--- Source information ---
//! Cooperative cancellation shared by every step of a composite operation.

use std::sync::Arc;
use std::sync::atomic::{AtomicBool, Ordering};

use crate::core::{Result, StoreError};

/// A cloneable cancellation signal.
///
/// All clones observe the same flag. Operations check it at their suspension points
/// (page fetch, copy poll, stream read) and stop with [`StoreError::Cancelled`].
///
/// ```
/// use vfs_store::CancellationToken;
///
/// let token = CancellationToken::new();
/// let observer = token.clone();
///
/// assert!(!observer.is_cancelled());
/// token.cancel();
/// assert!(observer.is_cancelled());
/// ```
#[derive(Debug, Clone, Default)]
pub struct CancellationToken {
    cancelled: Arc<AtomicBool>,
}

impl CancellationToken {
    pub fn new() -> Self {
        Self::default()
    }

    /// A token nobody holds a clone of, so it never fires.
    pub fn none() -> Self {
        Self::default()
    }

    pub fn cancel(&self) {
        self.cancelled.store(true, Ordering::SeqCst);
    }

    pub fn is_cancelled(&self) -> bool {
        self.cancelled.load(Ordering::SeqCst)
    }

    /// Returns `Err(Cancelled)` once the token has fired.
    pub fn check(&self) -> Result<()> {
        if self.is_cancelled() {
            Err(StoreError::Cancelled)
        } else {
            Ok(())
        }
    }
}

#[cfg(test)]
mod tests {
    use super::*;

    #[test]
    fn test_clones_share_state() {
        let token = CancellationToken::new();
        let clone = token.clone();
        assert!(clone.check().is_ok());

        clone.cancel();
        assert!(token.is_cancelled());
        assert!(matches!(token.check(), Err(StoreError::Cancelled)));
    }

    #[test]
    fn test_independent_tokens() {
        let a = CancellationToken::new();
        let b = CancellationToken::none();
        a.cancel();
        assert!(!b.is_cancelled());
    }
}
---
--- Source information ---
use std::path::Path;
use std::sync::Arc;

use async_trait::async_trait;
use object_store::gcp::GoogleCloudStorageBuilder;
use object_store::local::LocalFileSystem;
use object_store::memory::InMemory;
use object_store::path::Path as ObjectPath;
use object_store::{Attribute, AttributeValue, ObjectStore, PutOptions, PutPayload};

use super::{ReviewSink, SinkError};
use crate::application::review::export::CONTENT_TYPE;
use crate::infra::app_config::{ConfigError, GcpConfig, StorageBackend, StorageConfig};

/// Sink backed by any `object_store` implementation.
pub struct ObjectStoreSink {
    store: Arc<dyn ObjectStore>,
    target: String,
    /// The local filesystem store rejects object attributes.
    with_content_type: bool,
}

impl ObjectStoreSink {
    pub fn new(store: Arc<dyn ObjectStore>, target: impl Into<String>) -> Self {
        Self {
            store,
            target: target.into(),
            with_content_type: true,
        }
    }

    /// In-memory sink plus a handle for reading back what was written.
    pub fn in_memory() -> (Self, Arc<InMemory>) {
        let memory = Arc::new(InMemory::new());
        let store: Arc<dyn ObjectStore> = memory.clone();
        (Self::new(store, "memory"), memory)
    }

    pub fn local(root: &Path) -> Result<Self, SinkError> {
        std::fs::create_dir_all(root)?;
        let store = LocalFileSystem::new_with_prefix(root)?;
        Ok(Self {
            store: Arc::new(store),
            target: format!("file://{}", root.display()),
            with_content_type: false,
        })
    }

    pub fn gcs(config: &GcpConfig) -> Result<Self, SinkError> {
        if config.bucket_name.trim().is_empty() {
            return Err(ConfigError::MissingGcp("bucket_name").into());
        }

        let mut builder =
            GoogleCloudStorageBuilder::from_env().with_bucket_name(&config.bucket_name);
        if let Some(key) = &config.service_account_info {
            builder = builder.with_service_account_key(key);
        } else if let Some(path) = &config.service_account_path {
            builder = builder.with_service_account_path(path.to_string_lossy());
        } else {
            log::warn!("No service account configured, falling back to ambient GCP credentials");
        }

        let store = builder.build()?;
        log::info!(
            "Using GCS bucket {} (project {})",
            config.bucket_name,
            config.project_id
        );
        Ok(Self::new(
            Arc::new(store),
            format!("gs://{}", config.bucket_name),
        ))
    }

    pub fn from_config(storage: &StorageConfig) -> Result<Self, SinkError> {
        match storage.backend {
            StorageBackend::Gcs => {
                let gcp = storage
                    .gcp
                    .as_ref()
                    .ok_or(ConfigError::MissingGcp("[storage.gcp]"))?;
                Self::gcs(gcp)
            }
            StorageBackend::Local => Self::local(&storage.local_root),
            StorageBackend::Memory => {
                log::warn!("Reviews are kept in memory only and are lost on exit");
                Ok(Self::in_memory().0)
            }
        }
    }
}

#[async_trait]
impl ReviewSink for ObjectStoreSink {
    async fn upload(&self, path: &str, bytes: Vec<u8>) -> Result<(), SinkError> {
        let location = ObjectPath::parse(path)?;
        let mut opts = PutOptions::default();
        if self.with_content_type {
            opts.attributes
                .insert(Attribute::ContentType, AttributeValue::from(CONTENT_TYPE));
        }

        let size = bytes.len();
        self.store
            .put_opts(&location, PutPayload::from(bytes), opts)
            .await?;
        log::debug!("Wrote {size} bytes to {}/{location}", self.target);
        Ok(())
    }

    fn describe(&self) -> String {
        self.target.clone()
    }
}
---
Task: Of the entries above, transcribe exactly those lines that fall between the line containing "a composite operation." and the line containing "their suspension points", together with those two lines.

Output:
//! Cooperative cancellation shared by every step of a composite operation.

use std::sync::Arc;
use std::sync::atomic::{AtomicBool, Ordering};

use crate::core::{Result, StoreError};

/// A cloneable cancellation signal.
///
/// All clones observe the same flag. Operations check it at their suspension points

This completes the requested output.